There are four versions of the Intuos Pro.

  • Small ($249 USD) This tablet works well for those looking for an ultra-portable design as it measures 12.5 x 8.1 x .45 inches.
  • Medium ($349 USD) This size is my personal preference at 15.0 x 9.9 x 0.5 inches. This matches my laptop well and easily fits in the bag for on-location work. Its large enough to use comfortably at a desk.
  • Large ($499 USD) This size works best for illustrators or those with a large work area. It measures 19.1 x 12.5 x .60 inches.
  • Intuos Pro Special Edition ($379 USD) This matches the medium tablet closely. However it has a cooler look with silver accents. It also is better at detecting which applications are running and can configure itself to match shortcuts automatically.

The Bottom Line

If you want complete control of your workspace, Wacom delivers. The new tablet feels great to hold and touch, and really boosts my workflow. I like that there are four major controls I can use.

  • ExpressKeys.

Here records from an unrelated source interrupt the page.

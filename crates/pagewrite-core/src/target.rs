//! The destination and payload of a write.

use std::borrow::Cow;
use std::path::{Path, PathBuf};

/// Where the landing page component lives in the ChatSQL UI checkout.
pub const DESTINATION: &str =
    "/Users/bizer/Development/Projects/ChatSQL/ChatSQL-ui/src/pages/ChatSQLLanding.tsx";

/// Landing page component source, written verbatim.
pub const PAYLOAD: &str = include_str!("../templates/ChatSQLLanding.tsx");

/// A destination path paired with the text that replaces its contents.
#[derive(Debug, Clone, PartialEq, Eq)]
pub struct Target {
    destination: PathBuf,
    payload: Cow<'static, str>,
}

impl Target {
    /// Create a target for an arbitrary destination and payload.
    pub fn new(destination: impl Into<PathBuf>, payload: impl Into<Cow<'static, str>>) -> Self {
        Self {
            destination: destination.into(),
            payload: payload.into(),
        }
    }

    /// The fixed landing page target.
    pub fn landing_page() -> Self {
        Self::new(DESTINATION, PAYLOAD)
    }

    pub fn destination(&self) -> &Path {
        &self.destination
    }

    pub fn payload(&self) -> &str {
        &self.payload
    }
}
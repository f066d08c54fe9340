//! Destructive single-shot file write.
//!
//! The destination is created if missing and truncated if present, then the
//! payload is written in full. Missing parent directories are an error; they
//! are never created.

use std::fs::OpenOptions;
use std::io::{self, ErrorKind, Write};
use std::path::{Path, PathBuf};

use crate::target::Target;

/// Result of a successful overwrite.
#[derive(Debug, Clone, PartialEq, Eq)]
pub struct WriteResult {
    /// File that was written
    pub destination: PathBuf,

    /// Number of payload bytes written
    pub bytes: usize,
}

/// Errors that can occur while overwriting the destination.
#[derive(Debug, thiserror::Error)]
pub enum WriteError {
    #[error("Destination path is empty")]
    EmptyDestination,

    #[error("Path not found: {}", .path.display())]
    PathNotFound {
        path: PathBuf,
        #[source]
        source: io::Error,
    },

    #[error("Permission denied: {}", .path.display())]
    PermissionDenied {
        path: PathBuf,
        #[source]
        source: io::Error,
    },

    #[error("Storage full while writing {}", .path.display())]
    StorageFull {
        path: PathBuf,
        #[source]
        source: io::Error,
    },

    #[error("Failed to write {}", .path.display())]
    Io {
        path: PathBuf,
        #[source]
        source: io::Error,
    },
}

impl WriteError {
    fn from_io(path: &Path, source: io::Error) -> Self {
        let path = path.to_path_buf();
        match source.kind() {
            ErrorKind::NotFound => Self::PathNotFound { path, source },
            ErrorKind::PermissionDenied => Self::PermissionDenied { path, source },
            ErrorKind::StorageFull => Self::StorageFull { path, source },
            _ => Self::Io { path, source },
        }
    }
}

/// Writes a [`Target`]'s payload over its destination.
#[derive(Debug, Clone)]
pub struct FileOverwriter {
    target: Target,
}

impl FileOverwriter {
    pub fn new(target: Target) -> Self {
        Self { target }
    }

    pub fn target(&self) -> &Target {
        &self.target
    }

    /// Replace the destination's contents with the payload.
    ///
    /// No retry is attempted. A failure after the file was opened can leave
    /// it empty or partially written.
    pub fn overwrite(&self) -> Result<WriteResult, WriteError> {
        let path = self.target.destination();
        if path.as_os_str().is_empty() {
            return Err(WriteError::EmptyDestination);
        }

        let payload = self.target.payload();
        tracing::debug!("Writing {} bytes to {}", payload.len(), path.display());

        // Handle is dropped (closed) on every return path below.
        let mut file = OpenOptions::new()
            .write(true)
            .create(true)
            .truncate(true)
            .open(path)
            .map_err(|e| WriteError::from_io(path, e))?;

        file.write_all(payload.as_bytes())
            .map_err(|e| WriteError::from_io(path, e))?;
        file.flush().map_err(|e| WriteError::from_io(path, e))?;

        Ok(WriteResult {
            destination: path.to_path_buf(),
            bytes: payload.len(),
        })
    }
}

Eight physical buttons can be mapped for each application. You can use these to perform almost any task such as keystrokes, navigation, or even launching apps.
  • Touch Ring. This ring can be mapped for four different styles of control. I often use it for brush sizes, volume control, or scrolling through video files.
  • Radial Menu. With the click of a button on the pen, you can open a custom menu. This puts your eight most used commands (per application) at your fingertips.
  • Heads Up Display. This will show the current settings on-screen then fades within a few seconds so as not to disrupt the creative process.

The special edition version also offers some auto-detection for specific creative software packages and comes with some additional presets loaded.